Members of the six-person bipartisan board were told they would be able to reapply for their jobs. One Republican member of the board, D. Kent Evans, has said he will reapply.
Martinez’s decision to dismiss the board came a week after she forced out NMSA Executive Director Rick Homans, a Richardson appointee. She has appointed a six-member Spaceport Transition Team that will oversee an audit and thorough review of the Spaceport America project.
The new governor has said she is concerned about whether taxpayer’s money is being well spent on the desert spaceport and wants to limit the state’s future spending on the project. The state government and local taxpayers are footing the bill for the $209 million facility, from which Virgin Galactic will send tourists on suborbital flights.
On Sunday, the nature of her concerns about the project surfaced in an article in the Albuquerque Journal. The newspaper reports that Gov. Richardson sent an adviser, Eric Witt, to visit the spaceport in April. His report indicated that construction was mostly on schedule but that the project faced a number of significant problems:
For instance, because of the cost and scope of the facility, the project was separated into 14 bid packages with no single general contractor “running the show,” the memo stated.
That allowed New Mexico companies to bid on the work but left the state Spaceport Authority “holding the bag in terms of ultimate liability for cost, job completion and quality control/assurance,” he wrote.
“NMSA management is not fully equipped to deal with this,” Witt added. He noted that the private project manager hired “has no liability for cost or completion.”
Witt cited delays in the construction of the terminal-hangar building even back then. It still isn’t finished.
Part of the problem, Witt wrote, was that the executive director hadn’t been at the spaceport on a daily basis and hadn’t been engaged enough with prime contractors, key local figures, and Spaceport suppliers.
NMSA Executive Director Steve Landeene resigned days after Witt wrote his memo. At the time, officials explained his departure as resulting from a potential conflict of interest stemming from Landeene’s interest in purchasing a ranch adjacent to Spaceport America.
The Journal quotes Landeene as saying that he was unaware of Witt’s memo and insisting that the project was on schedule and under budget without project management problems.

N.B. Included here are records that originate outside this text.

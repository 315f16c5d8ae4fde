//! Concurrent operation transform.
//!
//! Used by authorities to rebase an incoming operation over history the
//! sender had not seen. Clients never transform.

use crate::error::OpError;
use crate::op::{Component, Operation};

/// Transform two operations computed against the same text.
///
/// Returns `(a', b')` such that applying `a` then `b'` yields the same text
/// as applying `b` then `a'`. When both insert at the same position, `a`'s
/// text ends up first. The empty operation passes through unchanged, being
/// the identity on any text.
pub fn transform(a: &Operation, b: &Operation) -> Result<(Operation, Operation), OpError> {
    if a.is_noop() || b.is_noop() {
        return Ok((a.clone(), b.clone()));
    }
    let base = a.base_len().ok_or(OpError::Overflow)?;
    let consumed = b.base_len().ok_or(OpError::Overflow)?;
    if base != consumed {
        return Err(OpError::Malformed {
            expected: base,
            consumed,
        });
    }
    // The outputs retain at most what the other side produces.
    if a.target_len().is_none() || b.target_len().is_none() {
        return Err(OpError::Overflow);
    }

    let mut a_prime = Operation::new();
    let mut b_prime = Operation::new();
    let mut a_iter = a.iter().cloned();
    let mut b_iter = b.iter().cloned();
    let mut ca = a_iter.next();
    let mut cb = b_iter.next();

    loop {
        match (&ca, &cb) {
            (None, None) => break,
            (Some(Component::Insert(text)), _) => {
                a_prime.insert(text);
                b_prime.retain(text.chars().count());
                ca = a_iter.next();
            }
            (_, Some(Component::Insert(text))) => {
                a_prime.retain(text.chars().count());
                b_prime.insert(text);
                cb = b_iter.next();
            }
            (Some(Component::Retain(x)), Some(Component::Retain(y))) => {
                let (x, y) = (*x, *y);
                let n = x.min(y);
                a_prime.retain(n);
                b_prime.retain(n);
                ca = remainder(x, n, Component::Retain, &mut a_iter);
                cb = remainder(y, n, Component::Retain, &mut b_iter);
            }
            (Some(Component::Delete(x)), Some(Component::Delete(y))) => {
                // Both removed the same span.
                let (x, y) = (*x, *y);
                let n = x.min(y);
                ca = remainder(x, n, Component::Delete, &mut a_iter);
                cb = remainder(y, n, Component::Delete, &mut b_iter);
            }
            (Some(Component::Delete(x)), Some(Component::Retain(y))) => {
                let (x, y) = (*x, *y);
                let n = x.min(y);
                a_prime.delete(n);
                ca = remainder(x, n, Component::Delete, &mut a_iter);
                cb = remainder(y, n, Component::Retain, &mut b_iter);
            }
            (Some(Component::Retain(x)), Some(Component::Delete(y))) => {
                let (x, y) = (*x, *y);
                let n = x.min(y);
                b_prime.delete(n);
                ca = remainder(x, n, Component::Retain, &mut a_iter);
                cb = remainder(y, n, Component::Delete, &mut b_iter);
            }
            // Base lengths matched, so one side cannot run out early.
            (None, Some(_)) | (Some(_), None) => {
                return Err(OpError::Malformed {
                    expected: base,
                    consumed,
                });
            }
        }
    }

    Ok((a_prime, b_prime))
}

fn remainder(
    len: usize,
    used: usize,
    make: fn(usize) -> Component,
    rest: &mut impl Iterator<Item = Component>,
) -> Option<Component> {
    if len > used {
        Some(make(len - used))
    } else {
        rest.next()
    }
}

#[cfg(test)]
mod tests {
    use proptest::prelude::*;

    use super::*;
    use crate::diff::{apply, diff};

    fn converge(base: &str, left: &str, right: &str) -> String {
        let a = diff(base, left);
        let b = diff(base, right);
        let (a_prime, b_prime) = transform(&a, &b).unwrap();
        let via_a = apply(&apply(base, &a).unwrap(), &b_prime).unwrap();
        let via_b = apply(&apply(base, &b).unwrap(), &a_prime).unwrap();
        assert_eq!(via_a, via_b);
        via_a
    }

    #[test]
    fn test_disjoint_edits_converge() {
        assert_eq!(converge("hello world", "Hello world", "hello world!"), "Hello world!");
    }

    #[test]
    fn test_same_position_insert_prefers_left() {
        assert_eq!(converge("ab", "aXb", "aYb"), "aXYb");
    }

    #[test]
    fn test_overlapping_deletes() {
        assert_eq!(converge("abcdef", "af", "abef"), "af");
    }

    #[test]
    fn test_delete_vs_insert_inside() {
        assert_eq!(converge("abcdef", "aef", "abcZdef"), "aZef");
    }

    #[test]
    fn test_noop_against_edit() {
        let a = Operation::new();
        let mut b = Operation::new();
        b.insert("x");
        let (a_prime, b_prime) = transform(&a, &b).unwrap();
        assert_eq!(apply(&apply("", &a).unwrap(), &b_prime).unwrap(), "x");
        assert_eq!(apply("x", &a_prime).unwrap(), "x");

        assert_eq!(converge("unchanged", "unchanged", "changed"), "changed");
        assert_eq!(converge("unchanged", "unchanged!", "unchanged"), "unchanged!");
    }

    #[test]
    fn test_base_mismatch_rejected() {
        let mut a = Operation::new();
        a.retain(3);
        let mut b = Operation::new();
        b.retain(4);
        assert!(transform(&a, &b).is_err());
    }

    #[test]
    fn test_overflowing_operation_rejected() {
        let hostile: Operation =
            serde_json::from_str(r#"[{"retain":18446744073709551615},{"retain":1}]"#).unwrap();
        let mut edit = Operation::new();
        edit.retain(2).insert("x");
        assert_eq!(transform(&edit, &hostile), Err(OpError::Overflow));
        assert_eq!(transform(&hostile, &edit), Err(OpError::Overflow));

        let mut full = Operation::new();
        full.insert("x").retain(usize::MAX);
        assert_eq!(transform(&full, &full), Err(OpError::Overflow));
    }

    #[test]
    fn test_unicode_lengths() {
        assert_eq!(converge("héllo", "héllo ✓", "¡héllo"), "¡héllo ✓");
    }

    /// Build an operation consuming exactly `len` chars from raw steps.
    fn build_op(len: usize, steps: Vec<(u8, usize, String)>) -> Operation {
        let mut op = Operation::new();
        let mut left = len;
        for (kind, n, text) in steps {
            let n = n % (left + 1);
            match kind % 3 {
                0 => {
                    op.retain(n);
                    left -= n;
                }
                1 => {
                    op.delete(n);
                    left -= n;
                }
                _ => {
                    op.insert(&text);
                }
            }
        }
        op.retain(left);
        op
    }

    fn steps() -> impl Strategy<Value = Vec<(u8, usize, String)>> {
        prop::collection::vec((any::<u8>(), 0usize..8, "[xy✓]{1,3}"), 0..8)
    }

    proptest! {
        #[test]
        fn prop_transform_converges(base in "[a-e🌍]{0,12}", left in steps(), right in steps()) {
            let len = base.chars().count();
            let a = build_op(len, left);
            let b = build_op(len, right);
            let (a_prime, b_prime) = transform(&a, &b).unwrap();

            let via_a = apply(&apply(&base, &a).unwrap(), &b_prime);
            let via_b = apply(&apply(&base, &b).unwrap(), &a_prime);
            prop_assert!(via_a.is_ok());
            prop_assert_eq!(via_a, via_b);
        }

        #[test]
        fn prop_transform_converges_on_diffs(
            base in "[ab🌍\\n]{0,10}",
            left in "[ab🌍\\n]{0,10}",
            right in "[ab🌍\\n]{0,10}",
        ) {
            let merged = converge(&base, &left, &right);
            if left == base {
                prop_assert_eq!(&merged, &right);
            }
            if right == base {
                prop_assert_eq!(&merged, &left);
            }
        }
    }
}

Homans took over in June. He told the Journal that he resolved some of the problems Witt found.
As executive director, Homans said he improved project management, started the bid process to hire spaceport operators, and negotiated agreements with White Sands Missile Range and the Bureau of Land Management, whose approval for right of way was needed to bring electric power to the site.
Although Martinez is eager to avoid major state contributions to Spaceport America in the future, there is one item that might require $10-$20 million of additional spending sooner rather than later. The spaceport lacks a runway for crosswinds landings, something that might be required for Virgin Galactic’s SpaceShipTwo, which will touch down without power.
Homans told the Journal that “some” wind research has been done at the Spaceport America site but not enough. SpaceShipTwo is currently undergoing glide tests in Mojave, Calif., so its flight envelope is still not fully known. Current plans are to fly the eight-person space plane in the morning, when winds are light.